BRASIL – Projeto-piloto do Drex, moeda virtual do BC, avança para segunda fase de testes com participação de novos consórcios.
Até agora, apenas os serviços associados ao Drex criados pelo próprio BC haviam sido testados. Com a entrada da segunda etapa de testes, a infraestrutura do projeto-piloto começará a testar a implementação de smart contracts geridos por terceiros participantes da plataforma. A diversidade de casos de uso, envolvendo ativos não regulados pelo Banco Central, exigirá a participação de outros órgãos reguladores, como a Comissão de Valores Mobiliários (CVM).
É crucial que as soluções tecnológicas garantam a privacidade dos cidadãos, visto que os testes realizados até o momento não alcançaram a maturidade necessária para cumprir os requisitos legais de segurança de dados. Nas próximas semanas, o BC abrirá um prazo para que os atuais participantes do projeto-piloto apresentem propostas de casos de uso, que serão testados a partir de julho.
Ao longo do terceiro trimestre deste ano, o BC receberá novas propostas de candidatura de entidades interessadas em participar do desenvolvimento do Drex. Os participantes selecionados terão a missão de testar a implementação de smart contracts até o final do primeiro semestre de 2025.

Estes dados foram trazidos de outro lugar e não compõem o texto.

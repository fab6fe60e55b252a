//! [`CommandSelector`] – owns the registered sources and the active one.
//!
//! Exactly one source is active at any time once start-up has called
//! [`CommandSelector::select_builtin_source`].  Afterwards only
//! [`CommandSelector::select`] changes the active source, and only to a
//! registered, non-reserved id.  A rejected request changes nothing.
//!
//! Staleness of the active source is never acted upon here; it is visible
//! through the diagnostics only.

use std::collections::BTreeMap;

use cmdgate_types::{Command, GateError, SourceId};
use tracing::{debug, info};

use crate::source::CommandSource;

/// A change of the active source.
#[derive(Debug, Clone, Copy, PartialEq, Eq)]
pub struct SourceChange {
    pub previous: SourceId,
    pub current: SourceId,
}

/// Downstream consumer notified whenever the active source changes.
pub trait SourceListener: Send {
    fn on_source_changed(&mut self, change: SourceChange);
}

/// Registry of command sources plus the active-source state.
pub struct CommandSelector {
    sources: BTreeMap<SourceId, Box<dyn CommandSource>>,
    active: SourceId,
    current: Option<Command>,
    output: Option<Box<dyn SourceListener>>,
}

impl Default for CommandSelector {
    fn default() -> Self {
        Self {
            sources: BTreeMap::new(),
            active: SourceId::UNKNOWN,
            current: None,
            output: None,
        }
    }
}

impl CommandSelector {
    pub fn new() -> Self {
        Self::default()
    }

    /// Register a source.
    ///
    /// # Errors
    ///
    /// [`GateError::Config`] when the id is [`SourceId::UNKNOWN`], when
    /// [`SourceId::BUILTIN`] is claimed by anything but the built-in source
    /// (or the built-in source uses another id), or when the id is already
    /// registered.
    pub fn add_source(&mut self, source: Box<dyn CommandSource>) -> Result<(), GateError> {
        let id = source.id();
        if id == SourceId::UNKNOWN || (id == SourceId::BUILTIN) != source.is_builtin() {
            return Err(GateError::Config(format!("input source '{id}' is reserved")));
        }
        if self.sources.contains_key(&id) {
            return Err(GateError::Config(format!(
                "input source '{id}' is registered twice"
            )));
        }
        debug!(source = %id, name = source.name(), "registered command source");
        self.sources.insert(id, source);
        Ok(())
    }

    /// Install the listener notified on source changes.
    pub fn set_output(&mut self, output: Box<dyn SourceListener>) {
        self.output = Some(output);
    }

    /// Start-up path: activate the built-in source without request
    /// validation.
    ///
    /// # Errors
    ///
    /// [`GateError::Config`] if `id` is not registered.
    pub fn select_builtin_source(&mut self, id: SourceId) -> Result<(), GateError> {
        if !self.sources.contains_key(&id) {
            return Err(GateError::Config(format!(
                "built-in source '{id}' is not registered"
            )));
        }
        self.change_source(id);
        Ok(())
    }

    /// Switch the active source to `id`.
    ///
    /// # Errors
    ///
    /// [`GateError::InvalidSelection`] when `id` is reserved or not
    /// registered.  The active source is left unchanged.
    pub fn select(&mut self, id: SourceId) -> Result<(), GateError> {
        if id.is_reserved() {
            return Err(GateError::InvalidSelection(format!(
                "command source '{id}' is reserved"
            )));
        }
        if !self.sources.contains_key(&id) {
            return Err(GateError::InvalidSelection(format!(
                "command source '{id}' is not registered"
            )));
        }
        self.change_source(id);
        Ok(())
    }

    /// The active source id.
    pub fn get_source(&self) -> SourceId {
        self.active
    }

    /// Refresh the active source's latest command for this cycle.
    pub fn update(&mut self, prev_control: Option<&Command>) {
        self.current = self
            .sources
            .get(&self.active)
            .and_then(|source| source.latest_command(prev_control));
    }

    /// The command cached by the last [`update`][Self::update].
    pub fn current_command(&self) -> Option<Command> {
        self.current
    }

    /// All registered sources in id order.
    pub fn sources(&self) -> impl Iterator<Item = &dyn CommandSource> + '_ {
        self.sources.values().map(|s| s.as_ref())
    }

    pub fn source_name(&self, id: SourceId) -> Option<&str> {
        self.sources.get(&id).map(|s| s.name())
    }

    fn change_source(&mut self, id: SourceId) {
        if self.active == id {
            return;
        }
        let change = SourceChange {
            previous: self.active,
            current: id,
        };
        self.active = id;
        self.current = None;
        info!(
            previous = %change.previous,
            current = %change.current,
            name = self.source_name(id).unwrap_or("?"),
            "command source changed"
        );
        if let Some(output) = self.output.as_mut() {
            output.on_source_changed(change);
        }
    }
}

#[cfg(test)]
mod tests {
    use super::*;
    use crate::source::{EmergencySource, SubscribedSource};
    use std::sync::{Arc, Mutex};

    struct Recorder(Arc<Mutex<Vec<SourceChange>>>);

    impl SourceListener for Recorder {
        fn on_source_changed(&mut self, change: SourceChange) {
            self.0.lock().unwrap().push(change);
        }
    }

    fn selector_with_inputs() -> (CommandSelector, Arc<Mutex<Vec<SourceChange>>>) {
        let changes = Arc::new(Mutex::new(Vec::new()));
        let mut selector = CommandSelector::new();
        selector.add_source(Box::new(EmergencySource::default())).unwrap();
        selector
            .add_source(Box::new(SubscribedSource::new(SourceId(1), "planner")))
            .unwrap();
        selector
            .add_source(Box::new(SubscribedSource::new(SourceId(2), "operator")))
            .unwrap();
        selector.set_output(Box::new(Recorder(changes.clone())));
        selector.select_builtin_source(SourceId::BUILTIN).unwrap();
        (selector, changes)
    }

    #[test]
    fn starts_unknown_then_builtin() {
        assert_eq!(CommandSelector::new().get_source(), SourceId::UNKNOWN);

        let (selector, changes) = selector_with_inputs();
        assert_eq!(selector.get_source(), SourceId::BUILTIN);
        assert_eq!(
            *changes.lock().unwrap(),
            vec![SourceChange {
                previous: SourceId::UNKNOWN,
                current: SourceId::BUILTIN
            }]
        );
    }

    #[test]
    fn select_registered_source_switches_and_notifies() {
        let (mut selector, changes) = selector_with_inputs();
        selector.select(SourceId(1)).unwrap();
        assert_eq!(selector.get_source(), SourceId(1));
        assert_eq!(changes.lock().unwrap().len(), 2);
    }

    #[test]
    fn reselecting_active_source_is_silent() {
        let (mut selector, changes) = selector_with_inputs();
        selector.select(SourceId(1)).unwrap();
        selector.select(SourceId(1)).unwrap();
        assert_eq!(changes.lock().unwrap().len(), 2);
    }

    #[test]
    fn reserved_and_unknown_ids_are_rejected_without_side_effects() {
        let (mut selector, changes) = selector_with_inputs();
        selector.select(SourceId(1)).unwrap();

        for id in [SourceId::BUILTIN, SourceId::UNKNOWN, SourceId(3)] {
            let err = selector.select(id).unwrap_err();
            assert!(matches!(err, GateError::InvalidSelection(ref m) if !m.is_empty()));
            assert_eq!(selector.get_source(), SourceId(1));
        }
        assert_eq!(changes.lock().unwrap().len(), 2);
    }

    #[test]
    fn active_source_follows_last_successful_select() {
        let (mut selector, _) = selector_with_inputs();
        let requests = [2, 7, 1, 0, 2, 9, 1, 1, 65535];
        let mut expected = SourceId::BUILTIN;
        for id in requests {
            if selector.select(SourceId(id)).is_ok() {
                expected = SourceId(id);
            }
            assert_eq!(selector.get_source(), expected);
        }
        assert_eq!(expected, SourceId(1));
    }

    #[test]
    fn add_source_rejects_reserved_and_duplicate_ids() {
        let mut selector = CommandSelector::new();
        assert!(
            selector
                .add_source(Box::new(SubscribedSource::new(SourceId::BUILTIN, "fake")))
                .is_err()
        );
        assert!(
            selector
                .add_source(Box::new(SubscribedSource::new(SourceId::UNKNOWN, "fake")))
                .is_err()
        );
        selector
            .add_source(Box::new(SubscribedSource::new(SourceId(4), "a")))
            .unwrap();
        let dup = selector.add_source(Box::new(SubscribedSource::new(SourceId(4), "b")));
        assert!(matches!(dup, Err(GateError::Config(_))));
    }

    #[test]
    fn select_builtin_requires_registration() {
        let mut selector = CommandSelector::new();
        assert!(selector.select_builtin_source(SourceId::BUILTIN).is_err());
        assert_eq!(selector.get_source(), SourceId::UNKNOWN);
    }

    #[test]
    fn update_exposes_active_source_command() {
        let mut selector = CommandSelector::new();
        selector.add_source(Box::new(EmergencySource::default())).unwrap();
        let planner = SubscribedSource::new(SourceId(1), "planner");
        let handle = planner.handle();
        selector.add_source(Box::new(planner)).unwrap();
        selector.select_builtin_source(SourceId::BUILTIN).unwrap();

        selector.update(None);
        assert_eq!(selector.current_command().unwrap().velocity, 0.0);

        selector.select(SourceId(1)).unwrap();
        selector.update(None);
        assert_eq!(selector.current_command(), None);

        handle.receive(Command {
            velocity: 4.0,
            ..Command::default()
        });
        selector.update(None);
        assert_eq!(selector.current_command().unwrap().velocity, 4.0);
    }

    #[test]
    fn sources_iterate_in_id_order() {
        let (selector, _) = selector_with_inputs();
        let names: Vec<_> = selector.sources().map(|s| s.name()).collect();
        assert_eq!(names, vec!["builtin", "planner", "operator"]);
    }
}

Esse avanço no projeto-piloto do Drex reflete o compromisso do Banco Central em explorar novas possibilidades e tecnologias para o sistema financeiro brasileiro. A moeda virtual pode abrir caminho para inovações e eficiências no mercado, desde que os requisitos de segurança e privacidade sejam atendidos ao longo do processo de testes e implementação. A participação de diferentes atores e órgãos reguladores é fundamental para garantir o sucesso e a legitimidade do projeto.